2.Attendance: The following Directors of the Company attended the Meeting, representing their entirety: David Feffer (Chairman of the Board of the Directors), Daniel Feffer (Vice-Chairman of the Board of Directors), Nildemar Secches (Vice-Chairman of the Board of Directors), Ana Paula Machado Pessoa, Gabriela Feffer Moll, Maria Priscila Rodini Vansetti Machado, Paulo Rogerio Caffarelli, Paulo Sergio Kakinoff e Rodrigo Calvo Galindo. Additionally, the following members of the Company's Supervisory Board attended the meeting as guests, Messrs. Rubens Barletta, Eraldo Soares Peçanha and Luiz Augusto Marques Paes; Mr. José Vital, Kaique de Oliveira Fernandes da Silva and Mmes. Alessandra Arakaki and Flavia Mendonça, representatives of PricewaterhouseCoopers Auditores Independentes ("PwC"), the Company's independent auditor. Walter Schalka, the Company's President, Marcelo Bacci, Chief Financial, Investor Relations and Legal Officer, other members of the Executive Board and Mrs. Silvia Krueger Pela as Secretary.
3.Convening: The meeting has been timely convened under article 13 of the Company's Bylaws and clause 6.1 of the Board's Internal Regulations.
4.Board Composition: Mr. David Feffer chaired the meeting, and Mrs. Silvia Krueger Pela served as secretary.
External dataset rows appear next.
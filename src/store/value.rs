use std::any::Any;
use std::sync::Arc;

/// A value that can live in a store slot.
///
/// Slots are heterogeneous, so values are stored behind `dyn SlotValue`.
/// The trait adds a dynamic equality probe on top of [`Any`] so the store
/// can compare a candidate write against the current slot contents without
/// knowing the concrete type. Implemented automatically for any
/// `T: Any + PartialEq + Send + Sync`.
pub trait SlotValue: Any + Send + Sync {
    /// The value as `Any`, for downcasting back to the concrete type.
    fn as_any(&self) -> &dyn Any;

    /// Compare against another slot value.
    ///
    /// Returns `false` when `other` holds a different concrete type.
    fn eq_slot(&self, other: &dyn SlotValue) -> bool;
}

impl<T: Any + PartialEq + Send + Sync> SlotValue for T {
    fn as_any(&self) -> &dyn Any {
        self
    }

    fn eq_slot(&self, other: &dyn SlotValue) -> bool {
        other
            .as_any()
            .downcast_ref::<T>()
            .is_some_and(|other| self == other)
    }
}

/// A shared, immutable slot value.
pub type Value = Arc<dyn SlotValue>;

/// Wrap a concrete value for storage in a slot.
pub fn value<T: SlotValue>(inner: T) -> Value {
    Arc::new(inner)
}

/// Whether two values are identical: same allocation, or equal payloads.
///
/// This is the store's write gate. Pointer identity covers shared values,
/// the payload comparison covers freshly-allocated scalars that would
/// otherwise always look new.
pub(crate) fn identical(current: &Value, next: &Value) -> bool {
    Arc::ptr_eq(current, next) || current.eq_slot(next.as_ref())
}

/// An immutable snapshot of a store's slot sequence.
///
/// Snapshots are cheap to clone (one `Arc` bump) and are only ever
/// replaced, never mutated in place. Consumers compare snapshots with
/// [`Snapshot::ptr_eq`]: the same reference means nothing changed since
/// the snapshot was taken, a new reference means at least one slot did.
#[derive(Clone)]
pub struct Snapshot {
    values: Arc<Vec<Value>>,
}

impl Snapshot {
    pub(crate) fn empty() -> Self {
        Self {
            values: Arc::new(Vec::new()),
        }
    }

    pub(crate) fn publish(slots: &[Value]) -> Self {
        Self {
            values: Arc::new(slots.to_vec()),
        }
    }

    /// Reference identity: the consumer's re-render signal.
    pub fn ptr_eq(&self, other: &Self) -> bool {
        Arc::ptr_eq(&self.values, &other.values)
    }

    /// The value at `index`, or `None` for a slot that does not exist yet.
    pub fn get(&self, index: usize) -> Option<&Value> {
        self.values.get(index)
    }

    /// Downcast the value at `index` to its concrete type.
    ///
    /// `None` when the slot is absent or holds a different type.
    pub fn value_of<T: SlotValue + Clone>(&self, index: usize) -> Option<T> {
        self.values
            .get(index)?
            .as_any()
            .downcast_ref::<T>()
            .cloned()
    }

    /// Number of slots captured in this snapshot.
    pub fn len(&self) -> usize {
        self.values.len()
    }

    pub fn is_empty(&self) -> bool {
        self.values.is_empty()
    }
}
5.Agenda: Topics for Resolution: (i) Resolve on the Management Report and the Standalone and Consolidated Financial Statements of the Company and their respective Notes, all regarding the fiscal year ended on December 31, 2022, followed by the independent auditor's report; (...) and (iii) resolve on the renewal of the Performance Bond Policy to be contracted by Itacel; (...). Topics for Information: (...).
6.Minutes in Summary Form: The Directors approved unanimously and without reservations the drawing up of these minutes in summary form.
7. Presentation, discussions on the agenda and resolutions:
7.1Topics for Resolution:

"7.1.1. The Directors, unanimously and without reservations, (i) favorably resolved on the Management Report and the Standalone and Consolidated Financial Statements of the Company and their respective Notes, all regarding the fiscal year ended on December 31, 2022, considering the independent auditor's report without reservations, and the favorable opinion of the Statutory Audit Committee regarding the subject; (ii) authorized the

corresponding disclosure of those documents under the applicable regulations and legislation; and (iii) approved the submission of those documents for resolution by the Company's Ordinary General Meeting, which convening shall be timely performed.

(...)

7.1.3.The Directors, unanimously and without reservations, approved the issuance of a performance bond policy to be contracted by Itacel - Terminal de Celulose de Itaqui S.A. ("Itacel"), a Company's wholly-owned subsidiary, in order to guarantee the faithful compliance of all obligations contracted by Itacel under the Lease Agreement related to auction No. 03/2018 of ANTAQ, with the counter-guarantee of the Company for the Insurance Company engaged in a total indemnity amount of one hundred and eleven million, two hundred eighty-nine thousand, seven hundred and eighty-eight reais and forty-five cents (BRL 111,289,788.45). Additionally, the directors granted the executive board with delegation to carry out the annual renewal of insurances in the following years.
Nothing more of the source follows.